Accessibility and Continuity – Can one call into the system? Who is allowed to print the record and for what purposes? What occurs when the patient severs ties with a provider? How easily can a patient have his record permanently deleted, if desired?

Issues over access to one’s personal health record are likely to heighten in the coming decade. One of the basic features that doctors already want, and that masses will probably demand, is the ability to instantly see who has access to a personal health record and who has actually viewed it. Every system and every platform needs to guarantee users that their information will be handled with the greatest of care and consideration. Nobody’s data should ever be released without their consent.

Is a patient’s personalized record subject to data mining, even if individual identities are not disclosed? What role do cookies play in the storing of information on local computers? What happens when a patient dies? Should the patient’s record be accessible to executors? These questions and others will arise as vast numbers of the population gravitate toward this emerging and vital element of health care.

Implications for Your Hospital – Has your hospital developed personal health records policies and procedures? There is much to consider and much to do:

  • Within your own office or division of information technology, has your CIO or other top officer been involved in the personal health records progression?
  • Has he or she formulated a plan for your hospital to take full advantage of the forthcoming opportunities as well as a plan to deal with the forthcoming challenges?
  • Are your people attending the latest conferences on the issue?
  • Have they visited a wide variety of sites and vendors who are leading the way?
  • Have they established their own electronic personal health records so as to become familiar with the process, understand the intricacies, diagnose potential shortfalls, and be attuned to potential opportunities for your hospital?
  • Is the issue of patient health records one that makes the agenda on your weekly and monthly meetings?
  • Do you have a task force, ideally a permanent one, assigned to the issue?

What about among your own staff? Are you helping and encouraging your staff to initiate and maintain their personal health records and to include their families and loved ones as well?

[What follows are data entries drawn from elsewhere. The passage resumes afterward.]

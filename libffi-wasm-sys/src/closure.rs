//! The closure engine: table-slot allocation and reverse marshalling for
//! dynamically-constructed callables (spec.md §4.6, §4.7).

use alloc::vec::Vec;
use core::ffi::c_void;

use crate::classify::{is_indirect_return, slot_kinds, SlotKind};
use crate::raw::{ffi_abi, ffi_cif, ffi_closure, ffi_type, RawCallback};

/// Header prepended to every closure allocation, recording the reserved
/// table slot (and, since the global allocator needs it back, the visible
/// allocation's length) so `closure_free` can undo `closure_alloc`.
#[repr(C)]
struct Header {
    table_index: u32,
    payload_len: u32,
}

const HEADER_SIZE: usize = core::mem::size_of::<Header>();

fn header_align() -> usize {
    core::cmp::max(core::mem::align_of::<ffi_closure>(), core::mem::align_of::<usize>())
}

/// Allocates a closure payload of `size` bytes and reserves a table slot
/// for it, writing the slot index into `*code`.
///
/// # Safety
/// `code` must point at valid storage for one `u32`.
pub unsafe fn closure_alloc(size: usize, code: *mut u32) -> *mut u8 {
    use alloc::alloc::{alloc, Layout};

    let align = header_align();
    let header_region = align.max(HEADER_SIZE);
    let total = header_region + size;
    let layout = match Layout::from_size_align(total, align) {
        Ok(l) => l,
        Err(_) => crate::error::fatal("invalid layout in closure_alloc"),
    };

    // SAFETY: `layout` has nonzero size.
    let base = unsafe { alloc(layout) };
    if base.is_null() {
        crate::error::fatal("allocation failure in closure_alloc");
    }

    let slot = match reserve_table_slot() {
        Ok(s) => s,
        Err(_) => crate::error::fatal("host failed to reserve a table slot"),
    };

    // SAFETY: `base` has room for a `Header` by construction.
    unsafe {
        core::ptr::write(
            base as *mut Header,
            Header {
                table_index: slot,
                payload_len: size as u32,
            },
        );
        core::ptr::write(code, slot);
    }

    // SAFETY: `base.add(header_region)` stays within the allocation.
    unsafe { base.add(header_region) }
}

/// Frees a closure previously returned by `closure_alloc`, returning its
/// table slot to the host's free list.
///
/// # Safety
/// `p` must be a pointer previously returned by `closure_alloc` and not
/// already freed.
pub unsafe fn closure_free(p: *mut u8) {
    use alloc::alloc::{dealloc, Layout};

    let align = header_align();
    let header_region = align.max(HEADER_SIZE);
    // SAFETY: `p` was produced by `closure_alloc`, which always offsets by
    // `header_region`.
    let base = unsafe { p.sub(header_region) };
    // SAFETY: `base` points at a `Header` written by `closure_alloc`.
    let header = unsafe { core::ptr::read(base as *const Header) };

    if release_table_slot(header.table_index).is_err() {
        crate::error::fatal("host failed to release a table slot");
    }

    let total = header_region + header.payload_len as usize;
    // SAFETY: `total`/`align` match what `closure_alloc` used.
    let layout = Layout::from_size_align_unchecked(total, align);
    unsafe { dealloc(base, layout) };
}

fn flatten_arg_slot_kinds(cif: &ffi_cif, indirect: bool) -> Vec<SlotKind> {
    let mut kinds = Vec::with_capacity(cif.nargs as usize + 1);
    if indirect {
        kinds.push(SlotKind::I32);
    }
    let arg_types = cif.arg_types_ptr();
    for i in 0..cif.nargs as usize {
        // SAFETY: `arg_types` holds `nargs` valid pointers by the CIF's
        // contract.
        let arg = unsafe { &*(*arg_types.add(i)) };
        kinds.extend_from_slice(slot_kinds(arg));
    }
    kinds
}

/// Shared by both host variants: recovers the closure's bound state, raises
/// the incoming argument buffer into a typed `argv`, and invokes the user
/// handler (spec.md §4.6 step 1–5, §4.7's non-stack-dance steps).
///
/// # Safety
/// `closure_ptr` must be a live closure object prepared by
/// [`prep_closure_loc`]. `args_buf` must hold the lowered argument bytes
/// (including a leading hidden-return pointer, if any) for `cif.nargs`
/// fixed arguments. `results_buf` must have room for a direct return, or be
/// unused when the return is indirect.
pub unsafe extern "C" fn invoke_closure_backing(
    args_buf: *const u8,
    results_buf: *mut u8,
    closure_ptr: *mut u8,
) {
    // SAFETY: contract of this function.
    let closure = unsafe { &*(closure_ptr as *const ffi_closure) };
    // SAFETY: `cif` was recorded by `prep_closure_loc` from a caller-owned,
    // still-live CIF.
    let cif = unsafe { &*closure.cif };
    // SAFETY: `rtype` is either null (void) or a valid canonical descriptor.
    let rtype: Option<&ffi_type> = unsafe { cif.rtype_ptr().as_ref() };
    let indirect = rtype.map(is_indirect_return).unwrap_or(false);

    let mut cursor = 0usize;
    let result_area: *mut c_void = if indirect {
        // SAFETY: the first 4 bytes of `args_buf` hold the hidden return
        // pointer written by the forward caller (or its host-side
        // equivalent), as a `crate::addr`-encoded address rather than a
        // truncated native pointer.
        let raw = unsafe { core::ptr::read_unaligned(args_buf as *const u32) };
        cursor = 4;
        crate::addr::from_addr::<c_void>(raw)
    } else {
        results_buf as *mut c_void
    };

    let arg_types = cif.arg_types_ptr();
    let mut argv: Vec<*mut c_void> = Vec::with_capacity(cif.nargs as usize);
    for i in 0..cif.nargs as usize {
        // SAFETY: `arg_types[i]` is valid by the CIF's contract; `args_buf`
        // has room for every declared argument by this function's contract.
        let arg = unsafe { &*(*arg_types.add(i)) };
        // SAFETY: forwarded per this function's contract.
        let p = unsafe { crate::marshal::raise(args_buf, &mut cursor, arg) };
        argv.push(p as *mut c_void);
    }

    if let Some(fun) = closure.fun {
        // SAFETY: `fun` was installed by `prep_closure_loc` with the
        // signature this call matches.
        unsafe {
            fun(closure.cif, result_area, argv.as_mut_ptr(), closure.user_data);
        }
    }
}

  • Have you implemented or considering a hospital-wide campaign to include all employees, in medicine, administration, and support in the process?
  • Are you using your own doctors for purposes of observation as well as refinement of your own record systems?
  • What new ideas emerge as you become more fully involved with electronic medical health records?

Have you chosen to be a leader in this domain? Or is the issue of personal health records simply something you see as another in a long line of obligations or burdens? Taking a leadership position requires considering questions such as these:

  • Are there care guides that your hospital can develop for patients and other users?
  • Do you have interactive tools in the works that will help people make wiser decisions about their own health?
  • Is anyone within your office, or the hospital at large, developing applications for smartphones?
  • Are you working on health risk assessments?
  • If you have a wellness program in the hospital, are the fundamentals of that program transferable to online users, particularly those who maintain personal health records?
  • Do you have a health library in progress? Do you regularly update the library with self-health care tools?
  • Are you preparing daily health news feeds which give people a quick update and reminder of things they can do to take charge of their health while remaining appreciative of and loyal to your facility?

Going further, have you considered installing a bank of phone-based counselors to help people with their medical records? After all is said and done, what will differentiate your hospital and the services you provide from those of others is the personalized touch that you are able to offer to people who need real-time interaction with a voice on the phone, not merely alphanumeric symbols on a screen.

The more personalized attention you can offer to consumers, the greater the probability that they will stay with you as a provider over a wide range of needs.